The men, who used social media to stand against religious intolerance and at times criticized Pakistan’s military, vanished within days of each other in January, sparking fears of a state crackdown. Four of them have since been released, with some accusing their captors of torture. No group claimed responsibility for their abduction, and Pakistan’s government and military have denied involvement.
But during their disappearance, a virulent social media campaign to paint them as blasphemers began, triggering a flood of threats.
Blasphemy is a criminal offense in Pakistan and can carry the death penalty, though the state has never executed someone convicted of it. But even mere accusations can spark mob lynchings and vigilante murders. Observers have said the allegations alone were enough to put the five activists’ lives in danger.
On Friday, the Federal Investigation Agency (FIA) told the Islamabad High Court it could find no evidence against the five men. “The FIA officials told the court it … seems the five bloggers were not involved in blasphemy,” said Tariq Asad, one of the lawyers bringing the charge against the activists. “The judge remarked that no innocent person should be implicated in a false case of blasphemy,” Asad said.
The campaign against the missing men spotlighted how extremist efforts to muzzle liberal voices using Pakistan’s draconian laws have found a powerful new platform online, rights activists say. The result is often self-censorship, and in the wake of the allegations, a number of liberal commentators shut down their accounts completely.
Ahmad Waqass Goraya, one of the activists who was released and lives in the Netherlands, told AFP the court should now investigate why Pakistan’s mainstream media repeated the dangerous claims against him without proof. He has previously accused Pakistan’s security establishment of abducting and torturing him, and said Friday’s ruling “has at least questioned the full impunity that the agencies enjoy.”
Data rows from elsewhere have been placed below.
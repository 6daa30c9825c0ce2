use serde::Serialize;

use super::package::{Package, PackagePriority, PackageStatus};
use super::route::{Route, RouteStatus};

/// Resumen de la operación mostrado en el panel de administración
#[derive(Debug, Clone, PartialEq, Serialize)]
#[serde(rename_all = "camelCase")]
pub struct LogisticsStats {
    pub total_packages: usize,
    pub pending_packages: usize,
    pub in_transit_packages: usize,
    pub delivered_packages: usize,
    pub high_priority_packages: usize,
    pub total_routes: usize,
    pub active_routes: usize,
    pub completed_routes: usize,
    /// Suma de distancias en km
    pub total_distance: f64,
}

impl LogisticsStats {
    pub fn compute<'a, P, R>(packages: P, routes: R) -> Self
    where
        P: IntoIterator<Item = &'a Package>,
        R: IntoIterator<Item = &'a Route>,
    {
        let mut stats = Self {
            total_packages: 0,
            pending_packages: 0,
            in_transit_packages: 0,
            delivered_packages: 0,
            high_priority_packages: 0,
            total_routes: 0,
            active_routes: 0,
            completed_routes: 0,
            total_distance: 0.0,
        };

        for package in packages {
            stats.total_packages += 1;
            match package.status {
                PackageStatus::Pending => stats.pending_packages += 1,
                PackageStatus::InTransit => stats.in_transit_packages += 1,
                PackageStatus::Delivered => stats.delivered_packages += 1,
                PackageStatus::Cancelled => {}
            }
            if package.priority == PackagePriority::High {
                stats.high_priority_packages += 1;
            }
        }

        for route in routes {
            stats.total_routes += 1;
            stats.total_distance += route.distance;
            match route.status {
                RouteStatus::Active => stats.active_routes += 1,
                RouteStatus::Completed => stats.completed_routes += 1,
                RouteStatus::Paused => {}
            }
        }

        stats
    }
}

/// Vista de entregas de un conductor
#[derive(Debug, Clone, PartialEq, Serialize)]
#[serde(rename_all = "camelCase")]
pub struct DriverDashboard {
    pub driver_id: String,
    pub routes: Vec<Route>,
    pub active_route: Option<Route>,
    pub active_deliveries: Vec<Package>,
    pub completed_deliveries: Vec<Package>,
}
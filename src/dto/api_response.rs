use chrono::{DateTime, Utc};
use serde::Serialize;

// Sobre uniforme de respuesta de la API
#[derive(Debug, Serialize)]
pub struct ApiResponse<T> {
    pub success: bool,
    #[serde(skip_serializing_if = "Option::is_none")]
    pub data: Option<T>,
    #[serde(skip_serializing_if = "Option::is_none")]
    pub error: Option<String>,
    #[serde(skip_serializing_if = "Option::is_none")]
    pub message: Option<String>,
    #[serde(skip_serializing_if = "Option::is_none")]
    pub timestamp: Option<DateTime<Utc>>,
}

impl<T> ApiResponse<T> {
    pub fn success(data: T) -> Self {
        Self {
            success: true,
            data: Some(data),
            error: None,
            message: None,
            timestamp: None,
        }
    }

    pub fn success_with_message(data: T, message: impl Into<String>) -> Self {
        Self {
            message: Some(message.into()),
            ..Self::success(data)
        }
    }

    /// Respuesta de listado: incluye la marca de tiempo de generación
    pub fn list(data: T) -> Self {
        Self {
            timestamp: Some(Utc::now()),
            ..Self::success(data)
        }
    }
}

impl ApiResponse<()> {
    pub fn failure(error: String, message: Option<String>) -> Self {
        Self {
            success: false,
            data: None,
            error: Some(error),
            message,
            timestamp: None,
        }
    }
}
//! Utilidades JWT
//!
//! Emisión y verificación de tokens de sesión (HS256). Los tokens no se
//! revocan: expiran según `JWT_EXPIRATION`.

use jsonwebtoken::{decode, encode, DecodingKey, EncodingKey, Header, Validation};

use crate::{
    config::environment::EnvironmentConfig,
    models::auth::{AuthUser, JwtClaims, UserRole},
    utils::errors::AppError,
};

/// Configuración de JWT
#[derive(Debug, Clone)]
pub struct JwtConfig {
    pub secret: String,
    pub expiration: u64,
}

impl From<&EnvironmentConfig> for JwtConfig {
    fn from(config: &EnvironmentConfig) -> Self {
        Self {
            secret: config.jwt_secret.clone(),
            expiration: config.jwt_expiration,
        }
    }
}

/// Generar JWT token para un usuario
pub fn generate_token(user: &AuthUser, config: &JwtConfig) -> Result<String, AppError> {
    let now = chrono::Utc::now();
    let expires_at = i64::try_from(config.expiration)
        .ok()
        .and_then(chrono::TimeDelta::try_seconds)
        .and_then(|ttl| now.checked_add_signed(ttl))
        .ok_or_else(|| {
            AppError::Internal(format!("JWT_EXPIRATION fuera de rango: {}", config.expiration))
        })?;

    let claims = JwtClaims {
        sub: user.id.clone(),
        username: user.username.clone(),
        role: user.role.as_str().to_string(),
        exp: expires_at.timestamp(),
        iat: now.timestamp(),
    };

    let encoding_key = EncodingKey::from_secret(config.secret.as_ref());

    encode(&Header::default(), &claims, &encoding_key)
        .map_err(|e| AppError::Jwt(format!("Error generando token: {}", e)))
}

/// Verificar y decodificar JWT token
pub fn verify_token(token: &str, config: &JwtConfig) -> Result<AuthUser, AppError> {
    let decoding_key = DecodingKey::from_secret(config.secret.as_ref());

    let claims = decode::<JwtClaims>(token, &decoding_key, &Validation::default())
        .map_err(|e| AppError::Jwt(format!("Token inválido: {}", e)))?
        .claims;

    let role = UserRole::from_str(&claims.role)
        .ok_or_else(|| AppError::Jwt(format!("Rol desconocido en token: {}", claims.role)))?;

    Ok(AuthUser {
        id: claims.sub,
        username: claims.username,
        role,
    })
}

/// Extraer token del header Authorization
pub fn extract_token_from_header(auth_header: &str) -> Result<&str, AppError> {
    let token = auth_header
        .strip_prefix("Bearer ")
        .ok_or_else(|| AppError::Jwt("Header Authorization debe comenzar con 'Bearer '".to_string()))?
        .trim();

    if token.is_empty() {
        return Err(AppError::Jwt("Token no puede estar vacío".to_string()));
    }

    Ok(token)
}
pub mod auth_controller;
pub mod dashboard_controller;
pub mod package_controller;
pub mod route_controller;

use crate::models::auth::Caller;
use crate::utils::errors::{forbidden_error, AppResult};

/// Operaciones reservadas al administrador
pub(crate) fn require_admin(caller: &Caller, operation: &str) -> AppResult<()> {
    if caller.is_admin() {
        Ok(())
    } else {
        Err(forbidden_error(operation, "requiere rol de administrador"))
    }
}
use axum::{
    extract::{rejection::QueryRejection, Query, State},
    routing::get,
    Extension, Json, Router,
};
use chrono::Utc;
use serde_json::{json, Value};

use crate::controllers::dashboard_controller::DashboardController;
use crate::dto::api_response::ApiResponse;
use crate::dto::route_dto::DriverDashboardQuery;
use crate::models::auth::Caller;
use crate::models::{DriverDashboard, LogisticsStats};
use crate::state::AppState;
use crate::utils::errors::AppError;

pub fn create_dashboard_router() -> Router<AppState> {
    Router::new()
        .route("/stats", get(stats))
        .route("/conductor/dashboard", get(driver_dashboard))
}

async fn stats(
    State(state): State<AppState>,
    Extension(caller): Extension<Caller>,
) -> Json<ApiResponse<LogisticsStats>> {
    let controller = DashboardController::new(&state);
    Json(ApiResponse::list(controller.stats(&caller).await))
}

async fn driver_dashboard(
    State(state): State<AppState>,
    Extension(caller): Extension<Caller>,
    query: Result<Query<DriverDashboardQuery>, QueryRejection>,
) -> Result<Json<ApiResponse<DriverDashboard>>, AppError> {
    let Query(query) = query?;
    let controller = DashboardController::new(&state);
    Ok(Json(ApiResponse::success(controller.driver_dashboard(&caller, query).await?)))
}

/// Estado del servicio y del store
pub async fn health(State(state): State<AppState>) -> Json<Value> {
    let snapshot = state.store.snapshot().await;
    Json(json!({
        "success": true,
        "status": "ok",
        "environment": state.config.environment,
        "isLoading": snapshot.is_loading,
        "error": snapshot.error,
        "packages": snapshot.packages.len(),
        "routes": snapshot.routes.len(),
        "timestamp": Utc::now().to_rfc3339(),
    }))
}
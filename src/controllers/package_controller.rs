use tracing::info;
use validator::Validate;

use super::require_admin;
use crate::dto::package_dto::{AssignDriverRequest, CreatePackageRequest, PackageFilters, UpdatePackageRequest};
use crate::models::auth::Caller;
use crate::models::Package;
use crate::state::AppState;
use crate::store::LogisticsStore;
use crate::utils::errors::{forbidden_error, package_not_found, AppResult};

pub struct PackageController {
    store: LogisticsStore,
}

impl PackageController {
    pub fn new(state: &AppState) -> Self {
        Self {
            store: state.store.clone(),
        }
    }

    /// Un conductor solo ve los paquetes asignados a él
    fn is_visible(caller: &Caller, package: &Package) -> bool {
        caller.driver_id().map_or(true, |driver| package.is_assigned_to(driver))
    }

    async fn find_visible(&self, caller: &Caller, id: &str) -> AppResult<Package> {
        let package = self.store.find_package(id).await.ok_or_else(package_not_found)?;
        if !Self::is_visible(caller, &package) {
            return Err(forbidden_error("acceder al paquete", "no está asignado a este conductor"));
        }
        Ok(package)
    }

    pub async fn list(&self, caller: &Caller, filters: &PackageFilters) -> Vec<Package> {
        self.store
            .packages()
            .await
            .into_iter()
            .filter(|p| Self::is_visible(caller, p) && filters.matches(p))
            .collect()
    }

    pub async fn get_by_id(&self, caller: &Caller, id: &str) -> AppResult<Package> {
        self.find_visible(caller, id).await
    }

    pub async fn update(&self, caller: &Caller, id: &str, request: UpdatePackageRequest) -> AppResult<Package> {
        request.validate()?;
        let existing = self.find_visible(caller, id).await?;

        if !request.is_status_only() {
            require_admin(caller, "modificar datos del paquete")?;
            return self.store.update_package(request.apply_to(existing)).await;
        }

        match request.status {
            Some(status) => {
                let package = self.store.update_package_status(id, status).await?;
                info!("📦 Paquete {} → {}", id, status.as_str());
                Ok(package)
            }
            None => Ok(existing),
        }
    }

    pub async fn create(&self, caller: &Caller, request: CreatePackageRequest) -> AppResult<Package> {
        require_admin(caller, "crear paquetes")?;
        request.validate()?;
        let package = self.store.add_package(request.into()).await?;
        info!("📦 Paquete creado: {} ({})", package.id, package.tracking_number);
        Ok(package)
    }

    pub async fn delete(&self, caller: &Caller, id: &str) -> AppResult<Package> {
        require_admin(caller, "eliminar paquetes")?;
        let package = self.store.delete_package(id).await?;
        info!("🗑️ Paquete eliminado: {}", id);
        Ok(package)
    }

    pub async fn assign(&self, caller: &Caller, id: &str, request: AssignDriverRequest) -> AppResult<Package> {
        require_admin(caller, "asignar paquetes")?;
        request.validate()?;
        let package = self.store.assign_package_to_driver(id, request.driver_id.trim()).await?;
        info!("🚚 Paquete {} asignado a {}", id, request.driver_id);
        Ok(package)
    }

    /// Recarga los paquetes semilla
    pub async fn refresh(&self, caller: &Caller) -> AppResult<Vec<Package>> {
        require_admin(caller, "recargar paquetes")?;
        self.store.fetch_packages().await
    }
}
//! Modelos del sistema
//!
//! Este módulo contiene las entidades logísticas (paquetes y rutas),
//! los tipos de autenticación y los agregados del panel.

pub mod auth;
pub mod package;
pub mod route;
pub mod stats;

pub use auth::{AuthUser, Caller, UserRole};
pub use package::{NewPackage, Package, PackagePriority, PackageStatus};
pub use route::{Route, RouteStatus};
pub use stats::{DriverDashboard, LogisticsStats};
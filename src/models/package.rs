use chrono::{DateTime, Utc};
use serde::{Deserialize, Serialize};

/// Estado de entrega de un paquete
#[derive(Debug, Clone, Copy, PartialEq, Eq, Hash, Serialize, Deserialize)]
pub enum PackageStatus {
    #[serde(rename = "pendiente")]
    Pending,
    #[serde(rename = "en_transito")]
    InTransit,
    #[serde(rename = "entregado")]
    Delivered,
    #[serde(rename = "cancelado")]
    Cancelled,
}

impl PackageStatus {
    pub fn as_str(&self) -> &'static str {
        match self {
            PackageStatus::Pending => "pendiente",
            PackageStatus::InTransit => "en_transito",
            PackageStatus::Delivered => "entregado",
            PackageStatus::Cancelled => "cancelado",
        }
    }
}

/// Prioridad del paquete
#[derive(Debug, Clone, Copy, PartialEq, Eq, Hash, Serialize, Deserialize)]
pub enum PackagePriority {
    #[serde(rename = "baja")]
    Low,
    #[serde(rename = "media")]
    Medium,
    #[serde(rename = "alta")]
    High,
}

/// Paquete (envío) gestionado por el sistema
#[derive(Debug, Clone, PartialEq, Serialize, Deserialize)]
#[serde(rename_all = "camelCase")]
pub struct Package {
    pub id: String,
    pub tracking_number: String,
    pub origin: String,
    pub destination: String,
    pub weight: f64,
    pub status: PackageStatus,
    pub priority: PackagePriority,
    #[serde(default, skip_serializing_if = "Option::is_none")]
    pub assigned_to: Option<String>,
    pub created_at: DateTime<Utc>,
}

impl Package {
    pub fn is_assigned_to(&self, driver_id: &str) -> bool {
        self.assigned_to.as_deref() == Some(driver_id)
    }
}

/// Datos de un paquete nuevo: el id y la fecha de creación los asigna el store
#[derive(Debug, Clone, PartialEq, Serialize, Deserialize)]
#[serde(rename_all = "camelCase")]
pub struct NewPackage {
    pub tracking_number: String,
    pub origin: String,
    pub destination: String,
    pub weight: f64,
    pub status: PackageStatus,
    pub priority: PackagePriority,
    #[serde(default)]
    pub assigned_to: Option<String>,
}

impl NewPackage {
    pub fn into_package(self, id: String, created_at: DateTime<Utc>) -> Package {
        Package {
            id,
            tracking_number: self.tracking_number,
            origin: self.origin,
            destination: self.destination,
            weight: self.weight,
            status: self.status,
            priority: self.priority,
            assigned_to: self.assigned_to,
            created_at,
        }
    }
}

#[cfg(test)]
mod tests {
    use super::*;
    use serde_json::json;

    #[test]
    fn serializes_with_camel_case_and_spanish_tokens() {
        let package = Package {
            id: "pkg-001".to_string(),
            tracking_number: "LOG-2024-001".to_string(),
            origin: "Centro de Distribución A".to_string(),
            destination: "Zona Centro".to_string(),
            weight: 5.2,
            status: PackageStatus::InTransit,
            priority: PackagePriority::High,
            assigned_to: None,
            created_at: Utc::now(),
        };

        let value = serde_json::to_value(&package).unwrap();
        assert_eq!(value["trackingNumber"], "LOG-2024-001");
        assert_eq!(value["status"], "en_transito");
        assert_eq!(value["priority"], "alta");
        assert!(value.get("assignedTo").is_none());
    }

    #[test]
    fn rejects_unknown_status_token() {
        let parsed: Result<PackageStatus, _> = serde_json::from_value(json!("perdido"));
        assert!(parsed.is_err());
        let parsed: PackageStatus = serde_json::from_value(json!("cancelado")).unwrap();
        assert_eq!(parsed, PackageStatus::Cancelled);
    }
}
//! Backend del sistema de ruteo logístico
//!
//! Paquetes y rutas viven en un único store en memoria (`store`) que la capa
//! HTTP (`routes` → `controllers`) lee y modifica. Los datos se reinician
//! con cada arranque.

// El documento OpenAPI se construye con un `json!` grande
#![recursion_limit = "256"]

pub mod config;
pub mod controllers;
pub mod dto;
pub mod middleware;
pub mod models;
pub mod routes;
pub mod services;
pub mod state;
pub mod store;
pub mod utils;

pub use routes::create_app;
pub use state::AppState;
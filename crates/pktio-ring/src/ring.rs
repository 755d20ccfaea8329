//! Lock-free bounded ring buffer with four monotone indices.
//!
//! The circular buffer is partitioned by four monotonically increasing
//! indices. On the circular order, masked, the invariant is
//!
//! ```text
//! upper_free <= lower_full <= upper_full <= lower_free
//! ```
//!
//! - Writable area:            (lower_free, upper_free)
//! - Being written right now:  (upper_full, lower_free]
//! - Readable area:            (lower_full, upper_full]
//! - Being read right now:     (upper_free, lower_full]
//!
//! Writers reserve a slot by CAS-advancing `lower_free`, construct the
//! element in place, then publish by CAS-advancing `upper_full`; the
//! publish CAS only succeeds once every earlier reservation has published,
//! so readers never observe a half-built element. Readers mirror the ladder
//! on `lower_full` / `upper_free`.
//!
//! The single-entrance variant (default) refuses to reserve while another
//! writer is mid-flight, so at most one writer and one reader make progress
//! concurrently; the multi-entrance variant lets several writers (or
//! readers) climb the ladder at once. Either way `try_write`/`try_read` may
//! fail spuriously under contention and callers must be prepared to retry
//! or drop.
//!
//! # Thread safety
//!
//! Reservations use acquire loads and acquire/release CAS; publications are
//! release. Slots are exclusively owned between a successful reservation
//! CAS and the matching publication CAS.

use std::mem::MaybeUninit;
use std::ptr::NonNull;
use std::sync::atomic::{AtomicU64, Ordering};

pub struct RingBuffer<T> {
    lower_free: AtomicU64,
    upper_free: AtomicU64,
    lower_full: AtomicU64,
    upper_full: AtomicU64,
    /// Power of two. The ring holds at most `capacity - 1` elements.
    capacity: usize,
    multi_entrance: bool,
    slots: NonNull<MaybeUninit<T>>,
}

// Safety: elements move through the ring by value; slot access is fenced by
// the reservation/publication protocol above.
unsafe impl<T: Send> Send for RingBuffer<T> {}
unsafe impl<T: Send> Sync for RingBuffer<T> {}

impl<T> RingBuffer<T> {
    /// A single-entrance ring. `capacity` must be at least 2 and is rounded
    /// up to the next power of two.
    pub fn new(capacity: usize) -> Self {
        Self::with_entrance(capacity, false)
    }

    /// A multi-entrance ring: several writers or several readers may
    /// progress concurrently.
    pub fn new_multi_entrance(capacity: usize) -> Self {
        Self::with_entrance(capacity, true)
    }

    fn with_entrance(capacity: usize, multi_entrance: bool) -> Self {
        assert!(capacity >= 2, "ring capacity must be at least 2");
        let capacity = capacity.next_power_of_two();
        let mut slots = Vec::<MaybeUninit<T>>::with_capacity(capacity);
        // Safety: MaybeUninit needs no initialization.
        unsafe { slots.set_len(capacity) };
        let slots = Box::into_raw(slots.into_boxed_slice()) as *mut MaybeUninit<T>;
        Self {
            lower_free: AtomicU64::new(0),
            upper_free: AtomicU64::new(0),
            lower_full: AtomicU64::new(0),
            upper_full: AtomicU64::new(0),
            capacity,
            multi_entrance,
            // Safety: Box::into_raw never returns null.
            slots: unsafe { NonNull::new_unchecked(slots) },
        }
    }

    #[inline]
    fn masked(&self, index: u64) -> u64 {
        index & (self.capacity as u64 - 1)
    }

    #[inline]
    fn slot(&self, index: u64) -> *mut MaybeUninit<T> {
        // Safety: masked() keeps the offset inside the allocation.
        unsafe { self.slots.as_ptr().add(self.masked(index) as usize) }
    }

    /// Move `record` into the ring. On failure (full, or a spurious loss to
    /// a concurrent writer) the record is handed back.
    pub fn try_write(&self, record: T) -> Result<(), T> {
        let mut current = self.lower_free.load(Ordering::Acquire);
        loop {
            // Another writer holds an unpublished reservation.
            if !self.multi_entrance
                && self.masked(self.upper_full.load(Ordering::Acquire)) != self.masked(current)
            {
                return Err(record);
            }

            let next = current.wrapping_add(1);

            // Full: the slot we want is still part of the free boundary.
            if self.masked(self.upper_free.load(Ordering::Acquire)) == self.masked(next) {
                return Err(record);
            }

            match self.lower_free.compare_exchange_weak(
                current,
                next,
                Ordering::AcqRel,
                Ordering::Acquire,
            ) {
                Ok(_) => {
                    // The slot at `next` is ours until we publish.
                    unsafe { (*self.slot(next)).write(record) };

                    // Publish in reservation order: wait for every earlier
                    // writer to bump upper_full to our expected value.
                    while self
                        .upper_full
                        .compare_exchange_weak(current, next, Ordering::Release, Ordering::Relaxed)
                        .is_err()
                    {
                        std::hint::spin_loop();
                    }
                    return Ok(());
                }
                Err(actual) => {
                    current = actual;
                    std::hint::spin_loop();
                }
            }
        }
    }

    /// Take one record out of the ring. `None` when empty, or on a spurious
    /// loss to a concurrent reader.
    pub fn try_read(&self) -> Option<T> {
        let mut current = self.lower_full.load(Ordering::Acquire);
        loop {
            // Another reader holds an unpublished read reservation.
            if !self.multi_entrance
                && self.masked(self.upper_free.load(Ordering::Acquire)) != self.masked(current)
            {
                return None;
            }

            // Empty.
            if self.masked(self.upper_full.load(Ordering::Acquire)) == self.masked(current) {
                return None;
            }

            let next = current.wrapping_add(1);

            match self.lower_full.compare_exchange_weak(
                current,
                next,
                Ordering::AcqRel,
                Ordering::Acquire,
            ) {
                Ok(_) => {
                    // Safety: the slot was published by a writer and is ours
                    // until we publish the read below.
                    let record = unsafe { (*self.slot(next)).assume_init_read() };

                    while self
                        .upper_free
                        .compare_exchange_weak(current, next, Ordering::Release, Ordering::Relaxed)
                        .is_err()
                    {
                        std::hint::spin_loop();
                    }
                    return Some(record);
                }
                Err(actual) => {
                    current = actual;
                    std::hint::spin_loop();
                }
            }
        }
    }

    /// Best-effort element count from relaxed reads. May transiently be off
    /// by in-flight reservations.
    pub fn guess_size(&self) -> usize {
        self.capacity - self.guess_free_space()
    }

    /// Best-effort free-slot count; `capacity` when idle and empty.
    pub fn guess_free_space(&self) -> usize {
        let reserved = self
            .lower_free
            .load(Ordering::Relaxed)
            .wrapping_sub(self.upper_free.load(Ordering::Relaxed));
        self.capacity.saturating_sub(reserved as usize)
    }

    #[inline]
    pub fn capacity(&self) -> usize {
        self.capacity
    }
}

impl<T> Drop for RingBuffer<T> {
    fn drop(&mut self) {
        // Only one thread can be here; drain so remaining elements drop.
        while self.try_read().is_some() {}
        // Safety: reconstructs the boxed slice allocated in with_entrance.
        unsafe {
            drop(Box::from_raw(std::ptr::slice_from_raw_parts_mut(
                self.slots.as_ptr(),
                self.capacity,
            )));
        }
    }
}

#[cfg(test)]
mod tests {
    use super::*;
    use std::collections::HashSet;
    use std::sync::Arc;
    use std::thread;

    #[test]
    fn rounds_capacity_to_power_of_two() {
        let ring = RingBuffer::<u32>::new(23);
        assert_eq!(ring.capacity(), 32);
        assert_eq!(ring.guess_free_space(), 32);
        assert_eq!(ring.guess_size(), 0);
    }

    #[test]
    fn single_threaded_fill_and_drain() {
        let capacity = 128;
        let ring = RingBuffer::new(capacity);

        // Holds capacity - 1 elements.
        for i in 0..capacity - 1 {
            assert!(ring.try_write(i).is_ok(), "write {} failed", i);
        }
        assert!(ring.try_write(usize::MAX).is_err());

        for i in 0..capacity - 1 {
            assert_eq!(ring.try_read(), Some(i));
        }
        assert_eq!(ring.try_read(), None);

        // Wrap around the mask many times.
        for round in 0..capacity * 10 {
            assert!(ring.try_write(round).is_ok());
            assert_eq!(ring.try_read(), Some(round));
        }
        assert_eq!(ring.guess_size(), 0);
        assert_eq!(ring.guess_free_space(), capacity);
    }

    #[test]
    fn fifo_order_is_preserved() {
        let ring = RingBuffer::new(8);
        for i in 0..7u32 {
            ring.try_write(i).unwrap();
        }
        for i in 0..7u32 {
            assert_eq!(ring.try_read(), Some(i));
        }
    }

    fn hammer(capacity: usize, threads: usize, per_thread: usize, multi: bool) {
        let ring = Arc::new(if multi {
            RingBuffer::new_multi_entrance(capacity)
        } else {
            RingBuffer::new(capacity)
        });

        let mut writers = Vec::new();
        for t in 0..threads {
            let ring = Arc::clone(&ring);
            writers.push(thread::spawn(move || {
                for i in 0..per_thread {
                    let mut value = (t * 1_000_000 + i) as u64;
                    loop {
                        match ring.try_write(value) {
                            Ok(()) => break,
                            Err(v) => {
                                value = v;
                                thread::yield_now();
                            }
                        }
                    }
                }
            }));
        }

        let mut readers = Vec::new();
        for _ in 0..threads {
            let ring = Arc::clone(&ring);
            readers.push(thread::spawn(move || {
                let mut got = Vec::with_capacity(per_thread);
                for _ in 0..per_thread {
                    loop {
                        if let Some(v) = ring.try_read() {
                            got.push(v);
                            break;
                        }
                        thread::yield_now();
                    }
                }
                got
            }));
        }

        for w in writers {
            w.join().unwrap();
        }
        let mut seen = HashSet::new();
        for r in readers {
            for v in r.join().unwrap() {
                assert!(seen.insert(v), "duplicate element {}", v);
            }
        }
        assert_eq!(seen.len(), threads * per_thread);
        assert_eq!(ring.guess_size(), 0);
        assert_eq!(ring.guess_free_space(), ring.capacity());
    }

    #[test]
    fn concurrent_single_entrance() {
        hammer(8, 4, 500, false);
    }

    #[test]
    fn concurrent_multi_entrance() {
        hammer(8, 4, 500, true);
        hammer(64, 8, 1000, true);
    }

    #[test]
    fn drop_drains_remaining_elements() {
        struct Tracked(Arc<std::sync::atomic::AtomicUsize>);
        impl Drop for Tracked {
            fn drop(&mut self) {
                self.0.fetch_add(1, std::sync::atomic::Ordering::SeqCst);
            }
        }

        let drops = Arc::new(std::sync::atomic::AtomicUsize::new(0));
        {
            let ring = RingBuffer::new(8);
            for _ in 0..5 {
                assert!(ring.try_write(Tracked(drops.clone())).is_ok());
            }
            let taken = ring.try_read();
            assert!(taken.is_some());
            drop(taken);
            // 4 still inside.
        }
        assert_eq!(drops.load(std::sync::atomic::Ordering::SeqCst), 5);
    }
}
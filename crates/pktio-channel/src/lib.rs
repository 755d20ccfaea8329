//! # pktio-channel — framed TCP channels on an event-driven reactor
//!
//! A [`Channel`] frames length-prefixed packets over one TCP stream:
//!
//! - **Ingress**: the reactor reads socket bytes straight into a shared
//!   arena; the codec peels whole packets out of it as zero-copy views and
//!   hands them to the registered read handler.
//! - **Egress**: `write()` may be called from any thread. Requests go into
//!   a per-CPU lock-free ring and an eventfd wakes the reactor, which
//!   coalesces small buffers and issues vectored writes.
//!
//! [`Listener`] and [`Client`] host channels: each owns a reactor (a mio
//! poll) and runs its event loop on the calling thread. All channel
//! callbacks run serially on that thread; handlers may call `write()` and
//! `close()` but nothing else re-entrantly.
//!
//! ```no_run
//! use pktio_channel::{Listener, LengthCodec};
//!
//! let mut listener = Listener::new(LengthCodec::u8()).unwrap();
//! listener.on_accept(|chan| {
//!     chan.on_read(|chan, packet| {
//!         // Echo the frame back; the arena handle rides along unchanged.
//!         chan.write(packet);
//!     });
//! });
//! listener.listen("127.0.0.1", 9000).unwrap();
//! ```

pub mod channel;
pub mod client;
pub mod listener;
pub mod reactor;
pub mod signal;
mod wake;

pub use channel::{Channel, COPY_THRESH, IOV_MAX, MAX_READ_SIZE, OUT_BUF_SIZE, VECTOR_SIZE};
pub use client::Client;
pub use listener::{Listener, BACKLOG};
pub use reactor::StopHandle;

// The data-plane types callers need alongside a channel.
pub use pktio_core::{Codec, Endian, Error, IoView, LengthCodec, Packet, PrefixWidth, Result};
Rights groups say Pakistani activists and journalists often find themselves caught between the country’s security establishment and Islamist militant groups like the Taliban. Pakistan is ranked among the world’s most dangerous countries for journalists, and reporting critical of the military is considered a major red flag. Journalists have at times been detained, beaten and even killed, though the military denies any involvement in these cases.